→ Data shown:
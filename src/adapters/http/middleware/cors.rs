//! CORS for bridge endpoints.
//!
//! Each endpoint gets its own `CorsLayer` built from its origin allow-list.
//! Origins outside the list receive no `access-control-allow-origin` header,
//! so browsers block the response.
//!
//! ```ignore
//! let endpoint = Router::new()
//!     .route("/cat", post(bridge_message))
//!     .layer(cors_layer(&origins))
//!     .layer(middleware::from_fn(preflight_no_content));
//! ```

use axum::{extract::Request, middleware::Next, response::Response};
use http::{HeaderValue, Method, StatusCode};
use tower_http::cors::{AllowHeaders, AllowOrigin, CorsLayer};

/// Methods advertised on preflight.
pub const CORS_METHODS: [Method; 6] = [
    Method::GET,
    Method::HEAD,
    Method::PUT,
    Method::PATCH,
    Method::POST,
    Method::DELETE,
];

/// Builds a credentialed CORS layer for an explicit origin list.
///
/// Wildcards and unparseable origins are skipped with a warning; a
/// credentialed layer can't allow every origin.
pub fn cors_layer(origins: &[String]) -> CorsLayer {
    let origins: Vec<HeaderValue> = origins
        .iter()
        .filter_map(|origin| match origin.parse() {
            Ok(_) if origin == "*" => {
                tracing::warn!("ignoring wildcard CORS origin");
                None
            }
            Ok(value) => Some(value),
            Err(_) => {
                tracing::warn!(%origin, "ignoring invalid CORS origin");
                None
            }
        })
        .collect();

    CorsLayer::new()
        .allow_origin(AllowOrigin::list(origins))
        .allow_methods(CORS_METHODS.to_vec())
        .allow_headers(AllowHeaders::mirror_request())
        .allow_credentials(true)
}

/// Answers successful preflights with 204 instead of 200.
///
/// Must sit outside the CORS layer, which short-circuits `OPTIONS`.
pub async fn preflight_no_content(request: Request, next: Next) -> Response {
    let is_preflight = request.method() == Method::OPTIONS;
    let mut response = next.run(request).await;
    if is_preflight && response.status() == StatusCode::OK {
        *response.status_mut() = StatusCode::NO_CONTENT;
    }
    response
}
//! HTTP middleware for axum.
//!
//! - `cors` - Per-endpoint CORS layer and preflight status rewrite

pub mod cors;

pub use cors::{cors_layer, preflight_no_content, CORS_METHODS};
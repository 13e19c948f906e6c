//! Domain layer - pure bridge logic with no I/O.
//!
//! - `foundation` - shared building blocks (state machine trait)
//! - `bridge` - endpoint profiles, input guards, run status, stream folding

pub mod bridge;
pub mod foundation;
//! Application configuration module
//!
//! This module provides type-safe configuration loading from environment variables
//! using the `config` and `dotenvy` crates. Configuration is loaded with the
//! `ASSISTANT_BRIDGE` prefix and nested values use double underscores as separators.
//! The conventional `OPENAI_API_KEY` and `PORT` variables override their
//! prefixed counterparts when set.
//!
//! # Example
//!
//! ```no_run
//! use assistant_bridge::config::AppConfig;
//!
//! let config = AppConfig::load().expect("Failed to load configuration");
//! config.validate().expect("Invalid configuration");
//!
//! println!("Server running on {}", config.server.socket_addr().unwrap());
//! ```

mod ai;
mod error;
mod server;

pub use ai::AiConfig;
pub use error::{ConfigError, ValidationError};
pub use server::{Environment, ServerConfig};

use serde::Deserialize;

/// Root application configuration
///
/// Load using [`AppConfig::load()`] which reads from environment variables.
#[derive(Debug, Clone, Default, Deserialize)]
pub struct AppConfig {
    /// Server configuration (host, port, environment, CORS, static files)
    #[serde(default)]
    pub server: ServerConfig,

    /// Upstream assistants API configuration
    #[serde(default)]
    pub ai: AiConfig,
}

impl AppConfig {
    /// Load configuration from environment variables
    ///
    /// This function:
    /// 1. Loads `.env` file if present (for development)
    /// 2. Reads environment variables with `ASSISTANT_BRIDGE` prefix
    /// 3. Uses `__` (double underscore) to separate nested values
    /// 4. Applies `OPENAI_API_KEY` and `PORT` on top
    /// 5. Deserializes into typed configuration structs
    ///
    /// # Environment Variable Format
    ///
    /// - `ASSISTANT_BRIDGE__SERVER__PORT=8080` -> `server.port = 8080`
    /// - `ASSISTANT_BRIDGE__AI__MODEL=gpt-4o-mini` -> `ai.model = gpt-4o-mini`
    ///
    /// # Errors
    ///
    /// Returns `ConfigError` if values cannot be parsed into expected types.
    pub fn load() -> Result<Self, ConfigError> {
        // Load .env file if present (development)
        dotenvy::dotenv().ok();

        let config = config::Config::builder()
            .add_source(
                config::Environment::default()
                    .prefix("ASSISTANT_BRIDGE")
                    .separator("__"),
            )
            .set_override_option("ai.openai_api_key", std::env::var("OPENAI_API_KEY").ok())?
            .set_override_option("server.port", std::env::var("PORT").ok())?
            .build()?
            .try_deserialize()?;

        Ok(config)
    }

    /// Validate all configuration values
    ///
    /// # Errors
    ///
    /// Returns `ValidationError` if any configuration value is invalid.
    pub fn validate(&self) -> Result<(), ValidationError> {
        self.server.validate()?;
        self.ai.validate()?;
        Ok(())
    }

    /// Check if running in production environment
    pub fn is_production(&self) -> bool {
        self.server.is_production()
    }
}
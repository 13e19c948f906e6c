//! Messages read back from an upstream thread.

use serde::{Deserialize, Serialize};

/// Author of a thread message.
#[derive(Debug, Clone, Copy, PartialEq, Eq, Hash, Serialize, Deserialize)]
#[serde(rename_all = "lowercase")]
pub enum MessageRole {
    User,
    Assistant,
}

/// One content part of a thread message.
#[derive(Debug, Clone, PartialEq, Eq)]
pub enum MessageContent {
    Text(String),
    /// Non-text content (images, file references). Never concatenated.
    Other { kind: String },
}

/// A message listed from a thread.
#[derive(Debug, Clone, PartialEq, Eq)]
pub struct ThreadMessage {
    pub id: String,
    pub role: MessageRole,
    pub content: Vec<MessageContent>,
}

impl ThreadMessage {
    /// Creates a message with a single text part.
    pub fn text(id: impl Into<String>, role: MessageRole, text: impl Into<String>) -> Self {
        Self {
            id: id.into(),
            role,
            content: vec![MessageContent::Text(text.into())],
        }
    }

    /// Concatenated text parts of this message.
    pub fn text_content(&self) -> String {
        self.content
            .iter()
            .filter_map(|part| match part {
                MessageContent::Text(value) => Some(value.as_str()),
                MessageContent::Other { .. } => None,
            })
            .collect()
    }
}

/// Concatenates the text of every assistant message, in listing order.
pub fn concat_assistant_text(messages: &[ThreadMessage]) -> String {
    messages
        .iter()
        .filter(|m| m.role == MessageRole::Assistant)
        .map(ThreadMessage::text_content)
        .collect()
}

#[cfg(test)]
mod tests {
    use super::*;

    #[test]
    fn skips_user_messages() {
        let messages = vec![
            ThreadMessage::text("m1", MessageRole::User, "hi"),
            ThreadMessage::text("m2", MessageRole::Assistant, "hello "),
            ThreadMessage::text("m3", MessageRole::Assistant, "냥"),
        ];
        assert_eq!(concat_assistant_text(&messages), "hello 냥");
    }

    #[test]
    fn ignores_non_text_parts() {
        let message = ThreadMessage {
            id: "m1".into(),
            role: MessageRole::Assistant,
            content: vec![
                MessageContent::Text("a".into()),
                MessageContent::Other {
                    kind: "image_file".into(),
                },
                MessageContent::Text("b".into()),
            ],
        };
        assert_eq!(message.text_content(), "ab");
    }

    #[test]
    fn empty_thread_yields_empty_text() {
        assert_eq!(concat_assistant_text(&[]), "");
    }
}
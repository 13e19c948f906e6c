//! Bridge domain: the request/response contract between an HTTP caller and an
//! upstream assistant run.

mod accumulator;
mod guard;
mod message;
mod profile;
mod request;
mod run_status;
mod stream_event;

pub use accumulator::{AccumulatorError, ResponseAccumulator, StreamState, OBJECT_ARTIFACT};
pub use guard::{GuardOutcome, InputGuard};
pub use message::{concat_assistant_text, MessageContent, MessageRole, ThreadMessage};
pub use profile::{
    AssistantTool, CatalogError, EndpointCatalog, EndpointProfile, ResponseStrategy,
    DEFAULT_CORS_ORIGINS,
};
pub use request::{ConversationRequest, InputField, RequestError};
pub use run_status::RunStatus;
pub use stream_event::{CodeInterpreterDelta, CodeOutput, RunStreamEvent, ToolCallKind};
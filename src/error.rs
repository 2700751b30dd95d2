use std::path::PathBuf;
use std::time::Duration;
use thiserror::Error;

/// Failures raised while resolving containers and their layer chains.
///
/// A missing or empty size record is deliberately absent from this list:
/// it is carried as [`crate::registry::LayerSize::Unknown`] instead.
#[derive(Debug, Error)]
pub enum ScanError {
    #[error("no container matching '{container}' was reported by the inspector")]
    NotFound { container: String },

    #[error("failed to read {}: {source}", path.display())]
    Io {
        path: PathBuf,
        #[source]
        source: std::io::Error,
    },

    #[error("malformed identifier: '{value}'")]
    MalformedIdentifier { value: String },

    #[error("unsupported storage driver '{name}' (supported: {supported})")]
    UnsupportedDriver { name: String, supported: String },

    #[error("layer chain loops back to {digest}")]
    CyclicChain { digest: String },

    #[error("layer chain is longer than {limit} layers")]
    ChainTooDeep { limit: usize },

    #[error("inspecting container '{container}' failed: {reason}")]
    Inspect { container: String, reason: String },

    #[error("{what} did not finish within {after:?}")]
    Timeout { what: String, after: Duration },
}

impl ScanError {
    pub(crate) fn io(path: impl Into<PathBuf>, source: std::io::Error) -> Self {
        ScanError::Io {
            path: path.into(),
            source,
        }
    }

    pub(crate) fn malformed(value: impl Into<String>) -> Self {
        ScanError::MalformedIdentifier {
            value: value.into(),
        }
    }
}

pub type Result<T, E = ScanError> = std::result::Result<T, E>;
//! Reading identifier records from the storage root.
//!
//! Docker stores layer references as small text files holding either a bare
//! digest (`abc123`) or an algorithm-qualified one (`sha256:abc123`). Everything
//! the rest of the crate keys on is the bare form.

use crate::error::{Result, ScanError};
use std::fs;
use std::io::ErrorKind;
use std::path::Path;

/// Strips an optional `"<algorithm>:"` prefix and returns the bare digest.
///
/// More than one separator, an empty half, or anything that could escape the
/// storage root once substituted into a path template is rejected.
pub fn normalize_digest(raw: &str) -> Result<String> {
    let trimmed = raw.trim();
    let bare = match trimmed.split_once(':') {
        None => trimmed,
        Some((algorithm, hex)) => {
            if algorithm.is_empty() || hex.contains(':') {
                return Err(ScanError::malformed(trimmed));
            }
            hex
        }
    };
    validate_component(bare, trimmed)?;
    Ok(bare.to_string())
}

/// Parses the content of a parent-pointer record, which must be `"<algorithm>:<hex>"`.
pub fn parse_parent_pointer(raw: &str) -> Result<String> {
    let trimmed = raw.trim();
    if trimmed.matches(':').count() != 1 {
        return Err(ScanError::malformed(trimmed));
    }
    normalize_digest(trimmed)
}

/// Reads a single-line identifier record (mount-id, init-id, cache-id).
pub fn read_identifier(path: &Path) -> Result<String> {
    let contents = fs::read_to_string(path).map_err(|e| ScanError::io(path, e))?;
    normalize_digest(&contents)
}

/// Reads a record whose absence is meaningful. `Ok(None)` means the file does not exist.
pub fn read_optional(path: &Path) -> Result<Option<String>> {
    match fs::read_to_string(path) {
        Ok(contents) => Ok(Some(contents)),
        Err(e) if e.kind() == ErrorKind::NotFound => Ok(None),
        Err(e) => Err(ScanError::io(path, e)),
    }
}

fn validate_component(component: &str, original: &str) -> Result<()> {
    let bad = component.is_empty()
        || component == "."
        || component == ".."
        || component.contains('/')
        || component.chars().any(char::is_whitespace);
    if bad {
        return Err(ScanError::malformed(original));
    }
    Ok(())
}
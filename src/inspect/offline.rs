use super::{ContainerDetails, Inspector};
use crate::error::Result;

/// Inspector used when the container runtime is not reachable
pub struct OfflineInspector;

impl Inspector for OfflineInspector {
    fn name(&self) -> &str {
        "offline"
    }

    fn inspect(&self, identifier: &str) -> Result<ContainerDetails> {
        Ok(ContainerDetails::unnamed(identifier))
    }
}
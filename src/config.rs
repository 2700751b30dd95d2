use crate::chain::DEFAULT_MAX_DEPTH;
use crate::drivers::DriverKind;
use std::path::PathBuf;
use std::time::Duration;

pub const DEFAULT_ROOT: &str = "/var/lib/docker";
pub const DEFAULT_DOCKER_BINARY: &str = "docker";

/// Where container metadata comes from
#[derive(Debug, Clone, PartialEq, Eq)]
pub enum InspectMode {
    /// Ask the Docker CLI found at the given path
    Docker { binary: String },
    /// No external calls; containers are named after their identifier
    Offline,
}

/// Settings for one scan of a storage root
#[derive(Debug, Clone)]
pub struct ScanConfig {
    pub root: PathBuf,
    pub driver: DriverKind,
    pub inspect: InspectMode,
    pub inspect_timeout: Duration,
    /// Upper bound for measuring one diff folder; `None` waits indefinitely
    pub size_timeout: Option<Duration>,
    pub max_chain_depth: usize,
}

impl Default for ScanConfig {
    fn default() -> Self {
        Self {
            root: PathBuf::from(DEFAULT_ROOT),
            driver: DriverKind::Aufs,
            inspect: InspectMode::Docker {
                binary: DEFAULT_DOCKER_BINARY.to_string(),
            },
            inspect_timeout: Duration::from_secs(10),
            size_timeout: Some(Duration::from_secs(60)),
            max_chain_depth: DEFAULT_MAX_DEPTH,
        }
    }
}
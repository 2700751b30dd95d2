use std::path::{Path, PathBuf};

use super::{is_hidden, layerdb, StorageDriver};

/// Name of the directory of shortened symlinks overlay2 keeps next to the layer folders.
const LINK_DIR: &str = "l";

/// `overlay2`: each layer folder holds a `diff/` subdirectory with the content.
pub struct Overlay2Driver;

impl StorageDriver for Overlay2Driver {
    fn name(&self) -> &str {
        "overlay2"
    }

    fn layer_cache_id_path(&self, root: &Path, digest: &str) -> Option<PathBuf> {
        Some(
            layerdb(root, self.name())
                .join("sha256")
                .join(digest)
                .join("cache-id"),
        )
    }

    fn diff_path(&self, root: &Path, id: &str) -> PathBuf {
        self.diffs_dir(root).join(id).join("diff")
    }

    fn diffs_dir(&self, root: &Path) -> PathBuf {
        root.join("overlay2")
    }

    fn filter_diff_folders(&self, folders: Vec<String>) -> Vec<String> {
        folders
            .into_iter()
            .filter(|f| !is_hidden(f) && f != LINK_DIR)
            .collect()
    }
}
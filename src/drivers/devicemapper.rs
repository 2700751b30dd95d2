use std::path::{Path, PathBuf};

use super::{layerdb, StorageDriver};

/// `devicemapper`: thin devices are mounted under `devicemapper/mnt/<id>`.
/// Devices of stopped containers are usually unmounted, leaving the
/// mountpoint empty or missing.
pub struct DeviceMapperDriver;

impl StorageDriver for DeviceMapperDriver {
    fn name(&self) -> &str {
        "devicemapper"
    }

    fn layer_cache_id_path(&self, root: &Path, digest: &str) -> Option<PathBuf> {
        Some(
            layerdb(root, self.name())
                .join("sha256")
                .join(digest)
                .join("cache-id"),
        )
    }

    fn diff_path(&self, root: &Path, id: &str) -> PathBuf {
        self.diffs_dir(root).join(id)
    }

    fn diffs_dir(&self, root: &Path) -> PathBuf {
        root.join("devicemapper").join("mnt")
    }

    fn mounts_on_demand(&self) -> bool {
        true
    }
}
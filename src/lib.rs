pub mod chain;
pub mod config;
pub mod container;
pub mod digest;
pub mod drivers;
pub mod error;
pub mod fs_size;
pub mod inspect;
pub mod notifier;
pub mod orphans;
pub mod registry;
pub mod report;
pub mod scanner;

// Re-exports for easy access
pub use chain::ChainBuilder;
pub use config::{InspectMode, ScanConfig};
pub use container::{ContainerBuilder, ContainerRecord};
pub use drivers::{DriverKind, StorageDriver};
pub use error::ScanError;
pub use inspect::{ContainerDetails, DockerInspector, Inspector, OfflineInspector};
pub use notifier::Notifier;
pub use registry::{LayerId, LayerNode, LayerRegistry, LayerSize};
pub use scanner::{ScanReport, Scanner, SkippedContainer};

→ Exercise: When the line containing "CorsLayer::new()" is reached, include it and stop. Until then, output each line of the entries exactly as given, starting from the first.

→ Task result:
filename src/adapters/http/middleware/cors.rs
//! CORS for bridge endpoints.
//!
//! Each endpoint gets its own `CorsLayer` built from its origin allow-list.
//! Origins outside the list receive no `access-control-allow-origin` header,
//! so browsers block the response.
//!
//! ```ignore
//! let endpoint = Router::new()
//!     .route("/cat", post(bridge_message))
//!     .layer(cors_layer(&origins))
//!     .layer(middleware::from_fn(preflight_no_content));
//! ```

use axum::{extract::Request, middleware::Next, response::Response};
use http::{HeaderValue, Method, StatusCode};
use tower_http::cors::{AllowHeaders, AllowOrigin, CorsLayer};

/// Methods advertised on preflight.
pub const CORS_METHODS: [Method; 6] = [
    Method::GET,
    Method::HEAD,
    Method::PUT,
    Method::PATCH,
    Method::POST,
    Method::DELETE,
];

/// Builds a credentialed CORS layer for an explicit origin list.
///
/// Wildcards and unparseable origins are skipped with a warning; a
/// credentialed layer can't allow every origin.
pub fn cors_layer(origins: &[String]) -> CorsLayer {
    let origins: Vec<HeaderValue> = origins
        .iter()
        .filter_map(|origin| match origin.parse() {
            Ok(_) if origin == "*" => {
                tracing::warn!("ignoring wildcard CORS origin");
                None
            }
            Ok(value) => Some(value),
            Err(_) => {
                tracing::warn!(%origin, "ignoring invalid CORS origin");
                None
            }
        })
        .collect();

    CorsLayer::new()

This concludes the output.